NFA for a regular expression without $\epsilon$-transitions

Question

I think I know how to convert a regular expression to NFA without requiring epsilon transitions, but I'm not sure if I'm right (I'm just using common sense to be honest, no particular algorithm in my head). Is there a general algorithm for this without requiring epsilon transitions?

For example, if I consider the expression: $a(abb)^* + b$, I obtain the following NFA:

Would this be correct? Basically, the $b$ part in the union is clear, need to go to an accept state with symbol $b$. For the first part, we need to take a transition with $a$ and then an empty string is possible, so $q_2$ is an accept state. After the empty string, one can take $abb$, so that needs to be in a loop with $q_2$. Am I missing something? I somehow find it easier than the standard algorithm with epsilon transitions, but I'm not sure whether my approach is correct, or if it doesn't work in some cases! Any explanation (or redirection to an algorithm/material) would be helpful!

Answer 1

You can convert the regular expression into an automaton using the Glushkov's construction.

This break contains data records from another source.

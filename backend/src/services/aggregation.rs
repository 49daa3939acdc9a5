//! Folding sub-national rows into per-country tables.

use std::collections::BTreeMap;

use tracing::warn;

use crate::models::{CountryRow, CountryTable, WideTable};
use crate::source::error::{ErrorContext, SourceError, SourceResult};

/// Sum every row that shares a country name into one row per country.
///
/// Countries without sub-regions pass through unchanged. Output rows are
/// ascending by country name.
pub fn merge_countries(table: &WideTable) -> CountryTable {
    let width = table.dates.len();
    let mut merged: BTreeMap<&str, Vec<i64>> = BTreeMap::new();

    for row in &table.rows {
        let acc = merged
            .entry(row.country.as_str())
            .or_insert_with(|| vec![0; width]);
        for (slot, value) in acc.iter_mut().zip(&row.values) {
            *slot += value;
        }
    }

    let rows = merged
        .into_iter()
        .map(|(country, values)| CountryRow::new(country, values))
        .collect();

    CountryTable::new(table.dates.clone(), rows)
}

/// Check that two aggregated tables describe the same countries over the same dates.
pub fn ensure_aligned(
    reference: &CountryTable,
    other: &CountryTable,
    other_name: &str,
) -> SourceResult<()> {
    let context = || ErrorContext::new("align_tables").with_resource(other_name.to_string());

    if reference.dates != other.dates {
        return Err(SourceError::schema_with_context(
            format!(
                "date columns differ ({} vs {} dates)",
                reference.dates.len(),
                other.dates.len()
            ),
            context(),
        ));
    }

    if reference.rows.len() != other.rows.len()
        || reference
            .countries()
            .zip(other.countries())
            .any(|(a, b)| a != b)
    {
        let missing: Vec<&str> = reference
            .countries()
            .filter(|c| !other.contains(c))
            .chain(other.countries().filter(|c| !reference.contains(c)))
            .take(5)
            .collect();
        return Err(SourceError::schema_with_context(
            "country sets differ",
            context().with_details(format!("e.g. {}", missing.join(", "))),
        ));
    }

    Ok(())
}

/// Derive the active table: `confirmed - (recovered + deaths)` per country per date.
///
/// Inputs must already be aligned. Negative results are kept as-is and
/// reported once per country.
pub fn derive_active(
    confirmed: &CountryTable,
    recovered: &CountryTable,
    deaths: &CountryTable,
) -> SourceResult<CountryTable> {
    ensure_aligned(confirmed, recovered, "recovered")?;
    ensure_aligned(confirmed, deaths, "deaths")?;

    let mut negative = Vec::new();
    let rows = confirmed
        .rows
        .iter()
        .zip(&recovered.rows)
        .zip(&deaths.rows)
        .map(|((c, r), d)| {
            let values: Vec<i64> = c
                .values
                .iter()
                .zip(&r.values)
                .zip(&d.values)
                .map(|((c, r), d)| c - (r + d))
                .collect();
            if values.iter().any(|v| *v < 0) {
                negative.push(c.country.as_str());
            }
            CountryRow::new(c.country.clone(), values)
        })
        .collect();

    if !negative.is_empty() {
        warn!(
            countries = %negative.join(", "),
            "recovered + deaths exceeds confirmed; active counts left negative"
        );
    }

    Ok(CountryTable::new(confirmed.dates.clone(), rows))
}
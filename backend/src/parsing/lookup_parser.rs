//! Parsers for the two lookup files: country → ISO alpha-3 code and
//! country → continent.

use std::collections::BTreeMap;
use std::io::Read;
use std::path::Path;

use crate::source::error::{ErrorContext, SourceError, SourceResult};

pub const ISO_COUNTRY_COLUMN: &str = "Country";
pub const ISO_ALPHA3_COLUMN: &str = "Alpha-3 code";
pub const CONTINENT_COLUMN: &str = "Continent";
pub const CONTINENT_COUNTRY_COLUMN: &str = "Country";

/// Strip the padding and stray quotes the ISO file wraps its codes in (` "AFG"`).
fn clean_cell(raw: &str) -> &str {
    raw.trim().trim_matches('"').trim()
}

fn column_index(headers: &csv::StringRecord, name: &str, operation: &str) -> SourceResult<usize> {
    headers
        .iter()
        .position(|h| clean_cell(h) == name)
        .ok_or_else(|| {
            SourceError::schema_with_context(
                format!("missing '{}' column", name),
                ErrorContext::new(operation),
            )
        })
}

fn read_pairs<R: Read>(
    reader: R,
    key_column: &str,
    value_column: &str,
    operation: &str,
) -> SourceResult<Vec<(String, String)>> {
    let mut reader = csv::ReaderBuilder::new()
        .has_headers(true)
        .flexible(true)
        .from_reader(reader);

    let headers = reader.headers()?.clone();
    let key_idx = column_index(&headers, key_column, operation)?;
    let value_idx = column_index(&headers, value_column, operation)?;

    let mut pairs = Vec::new();
    for result in reader.records() {
        let record = result?;
        let key = record.get(key_idx).map(clean_cell).unwrap_or("");
        let value = record.get(value_idx).map(clean_cell).unwrap_or("");
        if key.is_empty() || value.is_empty() {
            continue;
        }
        pairs.push((key.to_string(), value.to_string()));
    }
    Ok(pairs)
}

/// Parse the country → ISO alpha-3 table. Later rows win on duplicates.
pub fn parse_iso_codes<R: Read>(reader: R) -> SourceResult<BTreeMap<String, String>> {
    Ok(read_pairs(reader, ISO_COUNTRY_COLUMN, ISO_ALPHA3_COLUMN, "parse_iso_codes")?
        .into_iter()
        .collect())
}

/// Parse the continent table into `(continent, country)` rows, file order kept.
pub fn parse_continents<R: Read>(reader: R) -> SourceResult<Vec<(String, String)>> {
    read_pairs(
        reader,
        CONTINENT_COLUMN,
        CONTINENT_COUNTRY_COLUMN,
        "parse_continents",
    )
}

fn open(path: &Path, operation: &str) -> SourceResult<std::io::BufReader<std::fs::File>> {
    std::fs::File::open(path)
        .map(std::io::BufReader::new)
        .map_err(|e| {
            SourceError::io(
                e,
                ErrorContext::new(operation).with_resource(path.display().to_string()),
            )
        })
}

pub fn parse_iso_codes_file(path: &Path) -> SourceResult<BTreeMap<String, String>> {
    parse_iso_codes(open(path, "open_iso_codes")?)
        .map_err(|e| e.with_resource(path.display().to_string()))
}

pub fn parse_continents_file(path: &Path) -> SourceResult<Vec<(String, String)>> {
    parse_continents(open(path, "open_continents")?)
        .map_err(|e| e.with_resource(path.display().to_string()))
}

The resulting automaton is non-deterministic and does not contain any $\varepsilon$-transition. Its number of states is one plus the number of letters in the regular expression.

Alternatively, you can convert the regular expression into an $\varepsilon$-automaton using Thompson's construction, then remove the $\varepsilon$-transitions using the forward or backward closure. The number of states is the double of the number of symbols in the regular expression, so it is more than double the size of Glushkov's automaton.